The application relates to filterless coherent optical receivers.
Coherent optical detection is becoming a mature commercial technology and is revolutionizing optical fiber communications. Amongst the advantages of coherent detection are improved receiver sensitivity, increased spectral efficiency, and digital compensation of channel impairments, which are enabled by recovery of the electric field. The intermarriage of coherent detection with tunable optics is facilitating dynamically tunable transceivers whose operations are defined by control layer software. We recently proposed a colorless and directionless reconfigurable optical add/drop multiplexer (ROADM) architecture that uses coherent receiver, where a local oscillator (LO) laser is tuned near the center frequency of the channel of interest for demodulation, in each transponder among all dropped channels at the node. This architecture does not require wavelength selectors, such as optical demultiplexer or tunable filter array, at the transponder aggregator, and therefore the receiver is called filterless receiver.
The front-end of a coherent receiver is an optical hybrid combining the signal with the LO. After square-law photodetection, the output photocurrent consists of a desired signal-LO beating term plus undesired interferences arising from signal-signal and LO-LO beating. The LO-LO beating is a DC term which can be easily rejected using a DC block. The signal-signal interference however, will occupied the same down-converted bandwidth as the signal-LO beating term and will scale linearly as the number of WDM channels increases. For example, with a typical LO-to-signal (per optical channel) power ratio of 20 dB, the signal-signal interference will reach comparable power as the signal-LO beating term when the number of WDM channel approaches 100. Therefore in the filterless receiver design, one major task is to keep the signal-signal interference term as small as possible so the loss of performance is acceptable.

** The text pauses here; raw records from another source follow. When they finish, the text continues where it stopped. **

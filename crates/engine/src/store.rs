//! Durable JSON store for wheel positions.
//!
//! The whole document is rewritten on every mutation: serialized to a
//! sibling `.tmp` file, synced, then renamed over the primary file, so a
//! reader never observes a partial write. A document that cannot be parsed
//! on open is moved aside to `<file>.corrupt-<timestamp>` and the store
//! starts empty.

use std::collections::BTreeMap;
use std::fs;
use std::io::{ErrorKind, Write};
use std::path::{Path, PathBuf};

use chrono::{DateTime, Utc};
use parking_lot::Mutex;
use rust_decimal::Decimal;
use serde::{Deserialize, Serialize};
use tracing::{debug, info, warn};
use wheel_trade_core::{WheelError, WheelResult};

use crate::position::{Trade, Transition, WheelPosition, WheelState};

/// Current on-disk document version.
pub const STATE_VERSION: u32 = 1;

#[derive(Debug, Serialize, Deserialize)]
#[serde(rename_all = "camelCase")]
struct StateDocument {
    #[serde(default = "default_version")]
    version: u32,
    #[serde(default = "Utc::now")]
    updated_at: DateTime<Utc>,
    #[serde(default)]
    positions: BTreeMap<String, WheelPosition>,
}

const fn default_version() -> u32 {
    STATE_VERSION
}

/// A trade tagged with the position it belongs to.
#[derive(Debug, Clone, PartialEq, Serialize)]
pub struct TradeRecord {
    pub underlying: String,
    #[serde(flatten)]
    pub trade: Trade,
}

/// Aggregate view used by `status` and the daily summary.
#[derive(Debug, Clone, PartialEq, Serialize)]
pub struct StoreSummary {
    pub total_positions: usize,
    pub active_positions: usize,
    pub total_premium: Decimal,
    pub total_cycles: u32,
    pub by_state: BTreeMap<WheelState, usize>,
}

/// Single-writer store of every [`WheelPosition`], keyed by upper-case symbol.
#[derive(Debug)]
pub struct StateStore {
    path: PathBuf,
    positions: Mutex<BTreeMap<String, WheelPosition>>,
}

fn key(symbol: &str) -> String {
    symbol.trim().to_uppercase()
}

impl StateStore {
    /// Opens the store at `path`, loading any existing document.
    ///
    /// # Errors
    ///
    /// Only if a corrupt document cannot be moved aside. A missing file is
    /// an empty store.
    pub fn open(path: impl Into<PathBuf>) -> WheelResult<Self> {
        let path = path.into();
        let positions = Self::load(&path)?;
        info!(path = %path.display(), positions = positions.len(), "state store opened");
        Ok(Self {
            path,
            positions: Mutex::new(positions),
        })
    }

    #[must_use]
    pub fn path(&self) -> &Path {
        &self.path
    }

    fn load(path: &Path) -> WheelResult<BTreeMap<String, WheelPosition>> {
        let raw = match fs::read(path) {
            Ok(raw) => raw,
            Err(e) if e.kind() == ErrorKind::NotFound => return Ok(BTreeMap::new()),
            Err(e) => return Err(e.into()),
        };

        // bytes, not a String: invalid UTF-8 is corruption like any other
        match serde_json::from_slice::<StateDocument>(&raw) {
            Ok(doc) => {
                if doc.version > STATE_VERSION {
                    warn!(version = doc.version, "state document is newer than this build");
                }
                Ok(doc
                    .positions
                    .into_iter()
                    .map(|(k, mut p)| {
                        if p.symbol.is_empty() {
                            p.symbol = key(&k);
                        }
                        (key(&k), p)
                    })
                    .collect())
            }
            Err(e) => {
                let quarantine = Self::quarantine_path(path, Utc::now());
                fs::rename(path, &quarantine)?;
                warn!(
                    error = %e,
                    moved_to = %quarantine.display(),
                    "state document corrupt, starting with an empty store"
                );
                Ok(BTreeMap::new())
            }
        }
    }

    fn quarantine_path(path: &Path, at: DateTime<Utc>) -> PathBuf {
        let mut name = path.file_name().unwrap_or_default().to_os_string();
        name.push(format!(".corrupt-{}", at.format("%Y%m%dT%H%M%SZ")));
        path.with_file_name(name)
    }

    fn write(&self, positions: &BTreeMap<String, WheelPosition>) -> WheelResult<()> {
        if let Some(parent) = self.path.parent().filter(|p| !p.as_os_str().is_empty()) {
            fs::create_dir_all(parent)?;
        }

        let doc = StateDocument {
            version: STATE_VERSION,
            updated_at: Utc::now(),
            positions: positions.clone(),
        };
        let json = serde_json::to_string_pretty(&doc)
            .map_err(|e| WheelError::Persistence(e.to_string()))?;

        let mut tmp_name = self.path.file_name().unwrap_or_default().to_os_string();
        tmp_name.push(".tmp");
        let tmp = self.path.with_file_name(tmp_name);

        if let Err(e) = Self::replace(&tmp, &self.path, json.as_bytes()) {
            let _ = fs::remove_file(&tmp);
            warn!(path = %self.path.display(), error = %e, "state save failed");
            return Err(e.into());
        }

        debug!(path = %self.path.display(), positions = positions.len(), "state saved");
        Ok(())
    }

    fn replace(tmp: &Path, target: &Path, bytes: &[u8]) -> std::io::Result<()> {
        let mut file = fs::File::create(tmp)?;
        file.write_all(bytes)?;
        file.sync_all()?;
        drop(file);
        fs::rename(tmp, target)
    }

    /// Writes `map` with `position` inserted, then commits it in memory.
    fn commit(
        &self,
        map: &mut BTreeMap<String, WheelPosition>,
        position: WheelPosition,
    ) -> WheelResult<()> {
        let mut next = map.clone();
        next.insert(key(&position.symbol), position);
        self.write(&next)?;
        *map = next;
        Ok(())
    }

    /// Returns the position for `symbol`, creating and persisting an IDLE
    /// one the first time.
    ///
    /// # Errors
    ///
    /// Returns [`WheelError::Persistence`] if a new position cannot be saved.
    pub fn get(&self, symbol: &str) -> WheelResult<WheelPosition> {
        let mut map = self.positions.lock();
        if let Some(existing) = map.get(&key(symbol)) {
            return Ok(existing.clone());
        }
        let position = WheelPosition::new(key(symbol));
        self.commit(&mut map, position.clone())?;
        info!(symbol = %position.symbol, "created new wheel position");
        Ok(position)
    }

    /// Replaces the stored position, stamping `updated_at`.
    ///
    /// # Errors
    ///
    /// Returns [`WheelError::Persistence`] if the write fails; the stored
    /// copy is then left unchanged.
    pub fn update(&self, position: &mut WheelPosition) -> WheelResult<()> {
        position.updated_at = Utc::now();
        let mut map = self.positions.lock();
        self.commit(&mut map, position.clone())
    }

    /// Applies `transition` to a copy of `position` and persists it.
    ///
    /// The in-memory store only changes once the write succeeded, so a
    /// failed save leaves the last persisted snapshot in place.
    ///
    /// # Errors
    ///
    /// Returns [`WheelError::Persistence`] if the write fails.
    pub fn transition_to(
        &self,
        position: &WheelPosition,
        transition: Transition,
    ) -> WheelResult<WheelPosition> {
        let mut next = position.clone();
        next.apply(transition, Utc::now());
        let mut map = self.positions.lock();
        self.commit(&mut map, next.clone())?;
        Ok(next)
    }

    /// Every position, ordered by symbol.
    #[must_use]
    pub fn all(&self) -> Vec<WheelPosition> {
        self.positions.lock().values().cloned().collect()
    }

    /// Positions not in IDLE.
    #[must_use]
    pub fn active(&self) -> Vec<WheelPosition> {
        self.positions
            .lock()
            .values()
            .filter(|p| p.state != WheelState::Idle)
            .cloned()
            .collect()
    }

    /// Deletes a position and its trade history. Returns whether it existed.
    ///
    /// # Errors
    ///
    /// Returns [`WheelError::Persistence`] if the write fails.
    pub fn remove(&self, symbol: &str) -> WheelResult<bool> {
        let mut map = self.positions.lock();
        let k = key(symbol);
        if !map.contains_key(&k) {
            return Ok(false);
        }
        let mut next = map.clone();
        next.remove(&k);
        self.write(&next)?;
        *map = next;
        warn!(symbol = %k, "position removed");
        Ok(true)
    }

    /// Trades across one or all positions, oldest first.
    #[must_use]
    pub fn export_trades(&self, symbol: Option<&str>) -> Vec<TradeRecord> {
        let map = self.positions.lock();
        let wanted = symbol.map(key);
        let mut records: Vec<TradeRecord> = map
            .iter()
            .filter(|(k, _)| wanted.as_ref().map_or(true, |w| w == *k))
            .flat_map(|(_, p)| {
                p.trades.iter().map(|t| TradeRecord {
                    underlying: p.symbol.clone(),
                    trade: t.clone(),
                })
            })
            .collect();
        // stable, so per-position order survives timestamp ties
        records.sort_by_key(|r| r.trade.timestamp);
        records
    }

    #[must_use]
    pub fn summary(&self) -> StoreSummary {
        let map = self.positions.lock();
        let mut by_state: BTreeMap<WheelState, usize> =
            WheelState::ALL.iter().map(|s| (*s, 0)).collect();
        for p in map.values() {
            *by_state.entry(p.state).or_default() += 1;
        }
        StoreSummary {
            total_positions: map.len(),
            active_positions: map.values().filter(|p| p.state != WheelState::Idle).count(),
            total_premium: map.values().map(|p| p.total_premium_collected).sum(),
            total_cycles: map.values().map(|p| p.cycle_count).sum(),
            by_state,
        }
    }
}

Signal-signal interference may be suppressed with balanced detection, where a pair of identical photodiodes is illuminated with the signal mixed with opposite phases (180 degree difference) of the LO. The interference, being a common term in the two inputs of the photodiodes regardless of the phase of the LO, can therefore be cancelled after subtracting the output photocurrents. System performance in this case can be improved by increasing the common-mode rejection ratio (CMRR) of the optical front-end, which is determined by factors such as responsivity matching of the photodiodes, power imbalance in the optical hybrid, and timing skews between the two inputs. Replacing single-ended photodiodes with balanced photodiodes could raise the component cost for coherent receivers, while designing CMRR>20 dB also takes extra engineering efforts which may increase system complexity.
Noise and interference reduction can also be achieved by adding redundant signal mixing paths in the coherent receiver. By using 3×3 couplers instead of 90 degree hybrid as the mixing components, one can minimize the influence of noise and interference in coherent detection because of these common terms will be suppressed during the extraction of I and Q components. This approach however will increase implementation cost and complexity because of the additional channels needed for the down-conversion (three channels instead of two in each polarization). It may also require more DSP resources due to the extra steps for I and Q component extraction.